The public and Congress get information based primarily on cash flow. The most important thing to understand about this type of accounting is that it is illegal for publicly traded companies. It is illegal because this approach to accounting delivers information that mangles the picture of a company's financial health, and introduces perverse incentives encouraging management to make counterproductive decisions.
Take Social Security, for example. Do you wonder why the trustees of the system say that on the one hand, the system has $2.7 trillion available to pay benefits, and on the other hand, says that the country needs to add $23 trillion just to make the system break even? (See page 17 of the 2013 Trustees Report). The answer is because the trustees provide two different pictures of the system's finances. One figure uses traditional government accounting practices and the other is based on generational accounting, which includes bills that have yet to be paid.
Understanding the difference is critical to understanding why the INFORM Act is so important. The $2.7 trillion is like an ATM balance of a checking account which does not reflect all of the checks that you have written. In the example above, Social Security is a like a checking account with $1,000, on which you have written $10,000 in checks. The ATM will show you a balance of $1,000.

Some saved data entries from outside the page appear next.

//! Numeric literal lexing: integers (decimal/hex/binary/octal, `_`
//! separators, `U`/`u`/`L` suffixes, overflow tracking) and floats (decimal
//! and hex-mantissa/binary-exponent, `f`/`L`/imaginary suffixes).

use crate::lexer::floatparse::{is_float32_out_of_range, is_float64_out_of_range, parse_real};
use crate::token::{Token, TokenKind};
use crate::unicode::is_digit_in_base;
use crate::Lexer;

/// Threshold above which integer accumulation must switch from plain
/// multiply-add to checked arithmetic, per the overflow-tracking rule.
const OVERFLOW_GUARD: u64 = 0x0FFF_FFFF_FFFF_FFFF;

struct IntFlags {
    unsigned: bool,
    long: bool,
}

impl<'a> Lexer<'a> {
    /// Lexes an integer or floating-point literal starting at the cursor.
    pub fn lex_number(&mut self) -> Token {
        let start = self.cursor.position();
        let base = self.detect_base();

        let digit_start = self.cursor.position();
        let (value, overflowed) = self.scan_digits(base);

        if self.looks_like_float(base) {
            return self.lex_float(start);
        }

        if digit_start == self.cursor.position() {
            self.report_error("digit expected".to_string());
        }

        if base == 8 && value >= 8 {
            self.report_deprecation("octal literal with value >= 8 is deprecated".to_string());
        }

        let flags = self.scan_int_suffix();

        let is_decimal = base == 10;
        if is_decimal && overflowed {
            self.report_error("integer literal overflow".to_string());
        } else if is_decimal && value > i64::MAX as u64 {
            self.report_error("signed integer literal overflow".to_string());
        }

        let kind = pick_int_kind(value, is_decimal, flags.unsigned, flags.long, overflowed);
        Token::int(kind, value)
    }

    fn detect_base(&mut self) -> u32 {
        if self.cursor.current_char() == '0' {
            match self.cursor.peek_char(1) {
                'x' | 'X' => {
                    self.cursor.advance();
                    self.cursor.advance();
                    return 16;
                },
                'b' | 'B' => {
                    self.cursor.advance();
                    self.cursor.advance();
                    return 2;
                },
                c if c.is_digit(8) || c == '_' => return 8,
                _ => {},
            }
        }
        10
    }

    /// Scans digits (and `_` separators) of `base`, accumulating into a
    /// checked 64-bit value. Out-of-range octal digits are diagnosed but the
    /// scan continues past them.
    fn scan_digits(&mut self, base: u32) -> (u64, bool) {
        let mut value: u64 = 0;
        let mut overflowed = false;

        loop {
            let c = self.cursor.current_char();
            if c == '_' {
                self.cursor.advance();
                continue;
            }
            if base == 16 {
                if !c.is_ascii_hexdigit() {
                    break;
                }
            } else if !c.is_ascii_digit() {
                break;
            } else if !is_digit_in_base(c, base) {
                self.report_error(format!("radix {} digit expected, not `{}`", base, c));
            }
            let d = c.to_digit(16).unwrap() as u64;
            if value <= OVERFLOW_GUARD {
                value = value * base as u64 + d;
            } else {
                match value
                    .checked_mul(base as u64)
                    .and_then(|v| v.checked_add(d))
                {
                    Some(v) => value = v,
                    None => {
                        overflowed = true;
                        value = value.wrapping_mul(base as u64).wrapping_add(d);
                    },
                }
            }
            self.cursor.advance();
        }

        (value, overflowed)
    }

    /// True if the character(s) following the scanned digit run mean this is
    /// actually a float literal.
    fn looks_like_float(&self, base: u32) -> bool {
        match self.cursor.current_char() {
            '.' => {
                self.cursor.peek_char(1) != '.'
                    && !crate::unicode::is_ascii_ident_start(self.cursor.peek_char(1))
            },
            'e' | 'E' | 'f' | 'F' | 'i' => base == 10,
            'p' | 'P' => base == 16,
            'L' => self.cursor.peek_char(1) == 'i',
            _ => false,
        }
    }

    /// Parses the `{U, u, L}` suffix combination of an integer literal.
    /// Lowercase `l` is accepted but deprecated.
    fn scan_int_suffix(&mut self) -> IntFlags {
        let mut unsigned = false;
        let mut long = false;
        loop {
            match self.cursor.current_char() {
                'U' | 'u' => {
                    unsigned = true;
                    self.cursor.advance();
                },
                'L' => {
                    long = true;
                    self.cursor.advance();
                },
                'l' => {
                    self.report_deprecation("lowercase 'l' suffix is deprecated, use 'L'".to_string());
                    long = true;
                    self.cursor.advance();
                },
                _ => break,
            }
        }
        IntFlags { unsigned, long }
    }

    /// Re-scans the literal as a float from its original start (including any
    /// `0x`/`0X` prefix).
    fn lex_float(&mut self, start: usize) -> Token {
        let is_hex = self.cursor.source()[start..].starts_with("0x")
            || self.cursor.source()[start..].starts_with("0X");

        if self.cursor.current_char() == '.' {
            self.cursor.advance();
            loop {
                let c = self.cursor.current_char();
                let is_digit = if is_hex { c.is_ascii_hexdigit() } else { c.is_ascii_digit() };
                if is_digit || c == '_' {
                    self.cursor.advance();
                } else {
                    break;
                }
            }
        }

        let has_exponent = matches!(self.cursor.current_char(), 'e' | 'E' | 'p' | 'P');
        if has_exponent {
            self.cursor.advance();
            if matches!(self.cursor.current_char(), '+' | '-') {
                self.cursor.advance();
            }
            let exp_digit_start = self.cursor.position();
            while self.cursor.current_char().is_ascii_digit() || self.cursor.current_char() == '_'
            {
                self.cursor.advance();
            }
            if exp_digit_start == self.cursor.position() {
                self.report_error("no digits in float exponent".to_string());
            }
        } else if is_hex {
            self.report_error("hex float requires mandatory 'p' exponent".to_string());
        }

        let raw = self.cursor.slice_from(start);
        let ascii: String = raw.chars().filter(|&c| c != '_').collect();
        let (value, parse_out_of_range) = parse_real(&ascii);

        let (kind, _imaginary) = self.scan_float_suffix();
        let out_of_range = match kind {
            TokenKind::Float80V | TokenKind::Imaginary80V => false,
            TokenKind::Float32V | TokenKind::Imaginary32V => {
                parse_out_of_range || is_float32_out_of_range(value)
            },
            _ => parse_out_of_range || is_float64_out_of_range(value),
        };
        if out_of_range {
            self.report_error(format!("floating point literal '{}' is out of range", raw));
        }

        Token::float(kind, value)
    }

    /// Consumes at most one of `{f, F}` -> 32-bit, `{L}` -> 80-bit, default ->
    /// 64-bit, optionally followed by `i`/`I` to promote to the imaginary kind.
    fn scan_float_suffix(&mut self) -> (TokenKind, bool) {
        let mut kind = TokenKind::Float64V;
        match self.cursor.current_char() {
            'f' | 'F' => {
                kind = TokenKind::Float32V;
                self.cursor.advance();
            },
            'L' => {
                kind = TokenKind::Float80V;
                self.cursor.advance();
            },
            _ => {},
        }
        if matches!(self.cursor.current_char(), 'i' | 'I') {
            self.cursor.advance();
            kind = match kind {
                TokenKind::Float32V => TokenKind::Imaginary32V,
                TokenKind::Float80V => TokenKind::Imaginary80V,
                _ => TokenKind::Imaginary64V,
            };
            return (kind, true);
        }
        (kind, false)
    }
}

/// Picks the smallest integer kind that fits `n`, following decimal vs.
/// non-decimal promotion rules and the `U`/`L` suffix flags.
fn pick_int_kind(n: u64, is_decimal: bool, unsigned: bool, long: bool, overflowed: bool) -> TokenKind {
    if unsigned && long {
        return TokenKind::Uns64V;
    }
    if unsigned {
        return if n <= u32::MAX as u64 {
            TokenKind::Uns32V
        } else {
            TokenKind::Uns64V
        };
    }
    if long {
        return if !overflowed && n <= i64::MAX as u64 {
            TokenKind::Int64V
        } else {
            TokenKind::Uns64V
        };
    }
    if !is_decimal {
        if n <= i32::MAX as u64 {
            TokenKind::Int32V
        } else if n <= u32::MAX as u64 {
            TokenKind::Uns32V
        } else if n <= i64::MAX as u64 {
            TokenKind::Int64V
        } else {
            TokenKind::Uns64V
        }
    } else if n <= i32::MAX as u64 {
        TokenKind::Int32V
    } else if !overflowed && n <= i64::MAX as u64 {
        TokenKind::Int64V
    } else {
        TokenKind::Uns64V
    }
}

As a millennial, do you really want decision-makers to think that they have $1,000 to spend or that they need to stop spending so much?
Social Security is only a single example of a larger problem. The reason that Social Security has two different numbers is because the trustees already provide information compliant with generational accounting. And this information is a valuable counter-balance to those who think we have $2.7 trillion to spend. The INFORM Act would only require that other government agencies provide more accurate information.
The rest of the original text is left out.